И Мемнон во всех подробностях рассказал Нерве о «плане Клодия».
Нерва слушал внимательно, не перебивая рассказчика.
Когда Мемнон умолк, Нерва сказал:
– Я не верю ни одному твоему слову. Кроме того, Публия Клодия больше нет, и я не понимаю, о чем тут толковать.
– Клодий мертв, но остался его превосходный замысел стоимостью в сорок миллионов сестерциев, – напомнил Мемнон.
– Ах, вот оно что!.. Так твой архипират решил, что претор Сицилии послужит ему прекрасной заменой, не так ли? – воскликнул Нерва, изображая на своем лице праведное негодование. – Да не свихнулись ли вы там все, пиратские отродья? Ты явился ко мне с этим дерзким предложением, рассчитывая на то, что захваченный в плен военный трибун будет достаточным ручательством твоей безопасности? А что если я поступлю, как истинный римлянин, и плюну на трибуна, попавшего в постыдный плен к мятежным рабам? Что если я прикажу заковать тебя в цепи и после пыток распять на кресте? Что ты на это скажешь, мой наглейший и бесстрашнейший гладиатор?
– Что тут скажешь? – пожав плечами, невозмутимо ответил Мемнон. – Распяв меня, ты поступишь в духе римских обычаев и присущей вам, римлянам, спеси, но вопреки здравому смыслу. Полно, зачем тебе это? Нет, Публий Лициний, я особенно не беспокоился за свою голову, когда шел к тебе. Я рассчитывал не только на твою стесненность в деньгах, о чем я хорошо наслышан, но и на твое благоразумие. Ты не похож на человека, который способен погубить своего военного трибуна, а заодно и безвестного беглого гладиатора из-за одной лишь оскорбленной римской гордыни. Скажу откровенно, сейчас я думаю не о том, как бы мне выбраться живым из Гераклеи, а только о том, как мне поскорее убедить тебя принять предложение Требация, которое сулит тебе баснословную выгоду. Подумай сам! Ты без всякого риска для себя получаешь свои тридцать процентов из тех сорока миллионов сестерциев, которые присланы тебе сенатом на закупку зерна в Сицилии. А ведь это свыше четырехсот пятидесяти талантов!

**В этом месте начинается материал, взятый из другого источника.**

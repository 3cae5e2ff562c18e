use std::time::Duration;

use axum::{
    Json,
    extract::{Path, State},
};
use csms_core::{
    AdjustmentReason, ChargingSession, ConnectorId, PowerDistributionEvent, SessionError, Station,
};
use serde::{Deserialize, Serialize};

use crate::{ApiError, AppState};

#[derive(Serialize)]
#[serde(rename_all = "camelCase")]
pub struct StationView {
    #[serde(flatten)]
    pub station: Station,
    pub connected: bool,
    pub delivery_failures: u32,
    pub sessions: Vec<ChargingSession>,
}

#[derive(Deserialize)]
#[serde(rename_all = "camelCase")]
pub struct SetLimitRequest {
    pub limit: u32,
    /// Makes the limit temporary; it pins the session until it lapses.
    #[serde(default)]
    pub duration_secs: Option<u64>,
    #[serde(default = "manual")]
    pub reason: AdjustmentReason,
}

fn manual() -> AdjustmentReason {
    AdjustmentReason::Manual
}

/// Get a station with its connection state and active sessions
pub async fn get_station(
    State(state): State<AppState>,
    Path(station_id): Path<String>,
) -> Result<Json<StationView>, ApiError> {
    let store = state.engine.store();
    let station = store
        .station(&station_id)
        .ok_or_else(|| SessionError::StationNotFound {
            station_id: station_id.clone(),
        })?;
    Ok(Json(StationView {
        connected: state.engine.channels().is_connected(&station_id),
        delivery_failures: store.delivery_failures(&station_id).unwrap_or(0),
        sessions: store.active_sessions(&station_id),
        station,
    }))
}

/// Send a manual power limit to a connector
pub async fn set_limit(
    State(state): State<AppState>,
    Path((station_id, connector_idx)): Path<(String, u32)>,
    Json(request): Json<SetLimitRequest>,
) -> Result<Json<PowerDistributionEvent>, ApiError> {
    tracing::info!(
        %station_id,
        connector_idx,
        limit = request.limit,
        "Manual limit requested"
    );
    let event = state
        .engine
        .set_limit(
            &ConnectorId::new(station_id, connector_idx),
            request.limit,
            request.duration_secs.map(Duration::from_secs),
            request.reason,
        )
        .await?;
    Ok(Json(event))
}
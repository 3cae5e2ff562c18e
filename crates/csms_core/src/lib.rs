mod allocator;
mod events;
mod models;
pub mod ocpp;
mod state_machine;
mod store;

pub use crate::allocator::*;
pub use crate::events::*;
pub use crate::models::*;
pub use crate::state_machine::*;
pub use crate::store::*;

use serde::Serialize;
use thiserror::Error;

/// How a failure is treated by the caller, whatever component raised it.
#[derive(Debug, Clone, Copy, PartialEq, Eq, Serialize)]
pub enum ErrorKind {
    /// Malformed frame or invalid transition: answered with a CALLERROR,
    /// the connection stays up.
    ProtocolViolation,
    /// Duplicate or competing start, resolved against the existing session.
    Conflict,
    NotFound,
    AllocationFailure,
    DeliveryFailure,
    Timeout,
}

#[derive(Error, Debug, Clone, PartialEq)]
pub enum SessionError {
    #[error("Station {station_id} is not registered")]
    StationNotFound { station_id: String },
    #[error("Connector {connector_id} does not exist in the station configuration")]
    ConnectorNotFound { connector_id: ConnectorId },
    #[error("Transaction {transaction_id} not found")]
    TransactionNotFound { transaction_id: String },
    #[error("Charging group {group_id} not found")]
    GroupNotFound { group_id: uuid::Uuid },
    #[error("Connector {connector_id} is already in use by transaction {existing}")]
    ConnectorAlreadyInUse {
        connector_id: ConnectorId,
        existing: String,
    },
    #[error("Transaction {transaction_id} has already been used")]
    TransactionConflict { transaction_id: String },
    #[error("Connector {connector_id} cannot move from {from} to {to}")]
    InvalidStatus {
        connector_id: ConnectorId,
        from: ChargePointStatus,
        to: ChargePointStatus,
    },
    #[error("Meter reading {reading} of transaction {transaction_id} is below {last}")]
    MeterRegression {
        transaction_id: String,
        last: u64,
        reading: u64,
    },
    #[error("Station {station_id} is disabled")]
    StationDisabled { station_id: String },
    #[error("Transaction {transaction_id} is closed")]
    SessionClosed { transaction_id: String },
    #[error("Timed out waiting for connector {connector_id}")]
    LockTimeout { connector_id: ConnectorId },
}

impl SessionError {
    pub fn kind(&self) -> ErrorKind {
        match self {
            SessionError::StationNotFound { .. }
            | SessionError::ConnectorNotFound { .. }
            | SessionError::TransactionNotFound { .. }
            | SessionError::GroupNotFound { .. } => ErrorKind::NotFound,
            SessionError::ConnectorAlreadyInUse { .. }
            | SessionError::TransactionConflict { .. } => ErrorKind::Conflict,
            SessionError::InvalidStatus { .. }
            | SessionError::MeterRegression { .. }
            | SessionError::StationDisabled { .. }
            | SessionError::SessionClosed { .. } => ErrorKind::ProtocolViolation,
            SessionError::LockTimeout { .. } => ErrorKind::Timeout,
        }
    }
}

Говоря это, Мемнон внимательно следил за тем, какое впечатление произведет на римского претора каждое сказанное им слово, и особо отметил про себя, что глаза Нервы вспыхнули алчным огнем, когда он услышал, какую сумму составит его доля в опасном предприятии.

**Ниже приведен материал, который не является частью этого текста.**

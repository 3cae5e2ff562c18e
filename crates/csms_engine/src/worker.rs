//! Station worker
//!
//! One task per station connection. Frames are handled strictly in the
//! order they arrive; the worker also owns the station's heartbeat timeout,
//! so any processed message keeps the station online.

use std::sync::Arc;
use std::time::Duration;

use chrono::Utc;
use csms_core::ocpp::{
    Action, AuthorizationStatus, BootNotificationRequest, BootNotificationResponse, Call, CallError,
    CallResult, ErrorCode, FrameError, HeartbeatResponse, IdTagInfo, MeterValuesRequest,
    MeterValuesResponse, OcppMessage, RegistrationStatus, StartTransactionRequest,
    StartTransactionResponse, StatusNotificationRequest, StatusNotificationResponse,
    StopTransactionRequest, StopTransactionResponse,
};
use csms_core::{
    DEFAULT_LOCK_TIMEOUT, Effects, ErrorKind, SessionError, StartRequest, StateMachine,
    StationInfo, StopReason,
};
use serde::Serialize;
use thiserror::Error;
use tokio::sync::mpsc;
use tokio::time::Instant;

use crate::channel::ChannelManager;
use crate::publisher::Publisher;
use crate::scheduler::AllocationTrigger;

const LINK_CAPACITY: usize = 64;

#[derive(Debug, Clone, Copy, PartialEq, Eq)]
pub struct ProtocolConfig {
    /// Heartbeat interval handed to stations in BootNotification.
    pub heartbeat_interval: Duration,
    /// Silence after which a station is considered offline.
    pub heartbeat_timeout: Duration,
    /// How long a call to a station may wait for its result.
    pub call_timeout: Duration,
    pub lock_timeout: Duration,
}

impl Default for ProtocolConfig {
    fn default() -> Self {
        ProtocolConfig {
            heartbeat_interval: Duration::from_secs(60),
            heartbeat_timeout: Duration::from_secs(180),
            call_timeout: Duration::from_secs(30),
            lock_timeout: DEFAULT_LOCK_TIMEOUT,
        }
    }
}

/// Both ends of a station connection as seen by the transport: frames from
/// the station go into `inbound`, frames for the station come out of
/// `outbound`. Dropping `inbound` closes the connection.
#[derive(Debug)]
pub struct StationLink {
    pub inbound: mpsc::Sender<String>,
    pub outbound: mpsc::Receiver<String>,
}

/// Shared pieces every worker needs.
#[derive(Clone)]
pub(crate) struct WorkerContext {
    pub machine: StateMachine,
    pub channels: Arc<ChannelManager>,
    pub publisher: Publisher,
    pub trigger: AllocationTrigger,
    pub config: ProtocolConfig,
}

impl WorkerContext {
    pub fn spawn_worker(&self, station_id: &str) -> StationLink {
        let (inbound_tx, inbound_rx) = mpsc::channel(LINK_CAPACITY);
        let (outbound_tx, outbound_rx) = mpsc::channel(LINK_CAPACITY);
        let generation = self.channels.connect(station_id, outbound_tx.clone());
        let worker = StationWorker {
            station_id: station_id.to_string(),
            ctx: self.clone(),
            outbound: outbound_tx,
        };
        tokio::spawn(worker.run(inbound_rx, generation));
        StationLink {
            inbound: inbound_tx,
            outbound: outbound_rx,
        }
    }
}

#[derive(Debug, Error)]
enum HandlerError {
    #[error(transparent)]
    Frame(#[from] FrameError),
    #[error(transparent)]
    Session(#[from] SessionError),
    #[error("{0}")]
    Unsupported(String),
}

struct StationWorker {
    station_id: String,
    ctx: WorkerContext,
    outbound: mpsc::Sender<String>,
}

– Наглость твоя не имеет границ, – сказал Нерва, заерзав в кресле. – Но меня разбирает любопытство: что ты еще скажешь римскому претору, чтобы склонить его к столь неслыханному преступлению?
– Положение в Сицилии становится все более угрожающим, – продолжал Мемнон бесстрастным тоном. – Под Гераклеей хозяйничают мятежники во главе с Сальвием, под Сегестой собирает тысячные толпы рабов киликиец Афинион. Война уже началась. Она, может быть, будет еще страшнее той, что потрясала Сицилию тридцать лет назад. Ты и сам понимаешь, что тебе не управиться с рабами до конца срока твоих полномочий, и по возвращении в Рим тебя могут ждать большие неприятности. Ты ведь не только за взятку нарушил постановление сената, толкнув рабов к мятежам. Ты своей нераспорядительностью позволил разгореться пламени настоящей войны во вверенной тебе провинции. Этих двух обвинений будет достаточно, чтобы тебя привлекли к судебной ответственности. Вот когда тебе понадобятся огромные суммы, благодаря которым ты сможешь найти для себя лучших адвокатов, подкупить судей, закрыть рот любому опасному свидетелю, а злейших врагов превратить в своих предстателей75! Да зачем я все это говорю тебе? Ты и сам все прекрасно понимаешь! Вспомни о принцепсе сената Марке Эмилии Скавре, про которого в Риме до сих пор говорят совершенно открыто, что он нажил свое огромное состояние на одних взятках, полученных от Югурты. Но кто осмелился обвинить его в чем-либо даже во время суровых судебных процессов по закону Мамилия Лиметана? Говорят, не так давно народный трибун Гней Домиций Агенобарб привлек было его к суду, но Скавр получил оправдательный приговор. И кто бы сомневался в том, что судебная коллегия сделала это не за деньги принцепса.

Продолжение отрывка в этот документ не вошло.